Ada yang bilang, saat kita benar-benar merindukan seseorang, maka segala objek yang ada terasa seperti yang dirindukan. Aku memang selalu memikirkannya lagi belakangan ini. Beberapa kali juga, ia masuk kedalam mimpiku.

Aku mengedipkan mata, punggungku sedikit memanas. Aku bisa merasakan cengkeraman tanganku yang mengepal hingga buku-buku jariku memutih saat sosok itu menatapku. Aku bisa melihat jelas bentuk tubuhnya, warna rambutnya, dan yang pasti tatapannya. Tatapan lembut yang tidak pernah berubah sedikitpun saat melihatku. Setelah waktu panjang yang membuatku tidak lagi bisa merasakan ditatap seperti itu, hari ini tatapan itu kembali padaku. Sorot lembut itu kembali mengoyak memori yang sudah mati-matian ku singkirkan.

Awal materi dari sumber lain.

//! NetBIOS session service framing, RFC 1002 4.3, as used on port 445.
//!
//! Every SMB message travels in a session message: a type byte followed by
//! a 24-bit big-endian length.

use smb_core::SMBResult;

mod stream_sync;

pub const NETBIOS_HEADER_LENGTH: usize = 4;
pub const SESSION_MESSAGE: u8 = 0x00;
pub const SESSION_KEEP_ALIVE: u8 = 0x85;
pub const MAX_FRAME_LENGTH: usize = 0x00FF_FFFF;

/// A received frame whose ReadAndX payload, if any, was read straight into
/// the caller's buffer instead of `head`.
#[derive(Debug, Clone, PartialEq, Eq, Default)]
pub struct SplitFrame {
    /// The message bytes that precede the payload.
    pub head: Vec<u8>,
    /// How many payload bytes landed in the caller's buffer.
    pub payload_length: Option<usize>,
}

pub trait SMBReadStream {
    /// Reads the next session message, skipping keep-alives.
    fn read_frame(&mut self) -> SMBResult<Vec<u8>>;

    /// Like [`SMBReadStream::read_frame`], except that the data of a
    /// successful ReadAndX response ending the frame goes into `payload`.
    fn read_split_frame(&mut self, payload: &mut [u8]) -> SMBResult<SplitFrame>;
}

pub trait SMBWriteStream {
    /// Writes `frame` as one session message and returns the bytes sent.
    fn write_frame(&mut self, frame: &[u8]) -> SMBResult<usize>;
}

pub struct SMBFrameIterator<'a, R: SMBReadStream> {
    pub(crate) reader: &'a mut R,
}

impl<'a, R: SMBReadStream> SMBFrameIterator<'a, R> {
    pub fn new(reader: &'a mut R) -> Self {
        Self { reader }
    }
}

#[derive(Debug)]
pub struct SMBSocketConnection<R: SMBReadStream, W: SMBWriteStream> {
    name: String,
    read_stream: R,
    write_stream: W,
}

impl<R: SMBReadStream, W: SMBWriteStream> SMBSocketConnection<R, W> {
    pub fn new(name: String, read_stream: R, write_stream: W) -> Self {
        Self {
            name,
            read_stream,
            write_stream,
        }
    }

    pub fn frames(&mut self) -> SMBFrameIterator<'_, R> {
        SMBFrameIterator::new(self.read())
    }

    pub fn name(&self) -> &str {
        &self.name
    }

    pub fn read(&mut self) -> &mut R {
        &mut self.read_stream
    }

    pub fn write(&mut self) -> &mut W {
        &mut self.write_stream
    }

    pub fn streams(&mut self) -> (&mut R, &mut W) {
        (&mut self.read_stream, &mut self.write_stream)
    }

    pub fn into_streams(self) -> (R, W) {
        (self.read_stream, self.write_stream)
    }
}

Aku membuang napas panjang, mendadak tubuhku jadi lemas.

Boyben Korea

Jakarta, Juli 2003

Namaku Freya, nama lengkapku adalah Freya Aurora. Kalau kalian coba cari di Google akan muncul berbagai situs web yang menjelaskan apa arti nama Freya. Kalau menurut Wikipedia, nama Freya berasal dari mitologi kuno Nordik, yang berarti dewi yang terikat dengan cinta, keindahan dan kesuburan. Nama Freya pertama kali diberikan kepada adik Freyr, putri dari Njord yang sering disebut sebagai Dewi Kesuburan. Ia memiliki wajah yang jelita dan bahkan pernah dinobatkan sebagai dewi tercantik diseluruh Valhalla. Semua makhluk hidup yang ada di dunia mengagguminya dan banyak yang ingin mendapatkan cintanya.

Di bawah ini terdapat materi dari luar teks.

use smb_core::error::SMBError;
use smb_core::logging::{debug, info, trace, warn};
use smb_core::SMBResult;

use crate::config::SMBClientConfig;
use crate::dfs::DfsReferralContext;
use crate::protocol::body::close::SMBCloseRequest;
use crate::protocol::body::negotiate::{SMBNegotiateRequest, SMBNegotiateResponse, SecurityMode};
use crate::protocol::body::read::{SMBReadAndXRequest, SMBReadAndXResponse};
use crate::protocol::body::session_setup::{SMBSessionSetupAndXRequest, SMBSessionSetupAndXResponse};
use crate::protocol::body::tree_connect::{SMBTreeConnectAndXRequest, SMBTreeConnectAndXResponse};
use crate::protocol::body::{Capabilities, SMBBody, SMBEmpty, SMBLogoffAndX};
use crate::protocol::header::{SMBCommandCode, SMBFlags, SMBFlags2, SMBHeader};
use crate::protocol::message::SMBMessage;
use crate::protocol::signing::SigningDigest;
use crate::protocol::transaction::dfs_referral::{DfsReferralResponse, GetDfsReferralRequest};
use crate::protocol::transaction::{TransactionRequest, TransactionResult, TransactionSubcommand};
use crate::socket::message_stream::{SMBReadStream, SMBSocketConnection, SMBWriteStream};
use crate::util::auth::User;
use crate::util::crypto::PasswordAuthentication;

/// One authenticated conversation with a server.
///
/// Every request is stamped with the session's identifiers and a fresh
/// multiplex id, encoded with the AndX chain engine, signed once signing is
/// active, and matched to a single response frame. Sends are not
/// interleaved: the session must not be shared between threads without
/// outside serialization.
#[derive(Debug)]
pub struct SMBClientSession<R: SMBReadStream, W: SMBWriteStream> {
    connection: SMBSocketConnection<R, W>,
    config: SMBClientConfig,
    server: Option<SMBNegotiateResponse>,
    user: Option<User>,
    signing: Option<SigningDigest>,
    unicode: bool,
    max_buffer_size: usize,
    uid: u16,
    tid: u16,
    mid: u16,
}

Sedangkan nama belakangku, yakni Aurora berarti fenomena alam yang menyerupai pancaran cahaya yang menyala-nyala pada lapisan ionosfer dari sebuah Planet sebagai akibat adanya interaksi antara medan magnetik yang dimiliki Planet tersebut dengan partikel bermuatan yang dipancarkan oleh Matahari (angin surya).

Arti namaku memang sebagus itu. Akan tetapi kalau versi Mama jika aku bertanya apa arti namaku ia hanya akan mengatakan, "Ya, cuma nama, karena terdengar bagus Mama berikan untukmu." Jawaban yang agak sedih. Karena sebenarnya aku berharap ada hal spesial yang menjadi sejarah dari namaku itu.

Gadis yang kelewat ekstrovert, itulah julukan yang sering dilontarkan orang-orang terdekatku. Mereka menyebutku demikian bukan tanpa alasan, melainkan karena sifatku yang easy going dan kelewat periang. Aku adalah tipe orang yang tidak mempermasalahkan lingkungan dan orang baru. Aku nyaman berada dimanapun dan memulai percakapan dengan siapapun.

Seperti halnya saat ini. Aku tengah berada diantara beberapa kakak kelas yang ku kenal saat kegiatan MOS seminggu yang lalu. Tidak ada junior yang berani duduk ditengah-tengah mereka selain diriku.

"Fre, lo anak Ipa atau Ips?" Dia adalah Adnan, kakak kelas yang turut serta menjadi panitia MOS. Dia dikenal sebagai si mulut cabe saat kegiatan MOS berlangsung seminggu yang lalu. Bahkan aku pernah menjadi korban. Dia mencaci makiku hanya karena aku salah memakai tali warna sepatu.

"Ips, kak." Aku menjawab sambil memasukkan sepotong kentang goreng ke mulutku.

Aku memang sengaja mengambil jurusan tersebut karena aku menyukai sastra. Impianku adalah menjadi seorang sastrawan dan penulis terkenal. Meski mama tidak menyukainya, tapi ini adalah hidupku. Aku yang paling tau potensi apa yang kumiliki.

"Katanya lo pinter, kok masuk ips?" Kak Adnan kembali buka suara.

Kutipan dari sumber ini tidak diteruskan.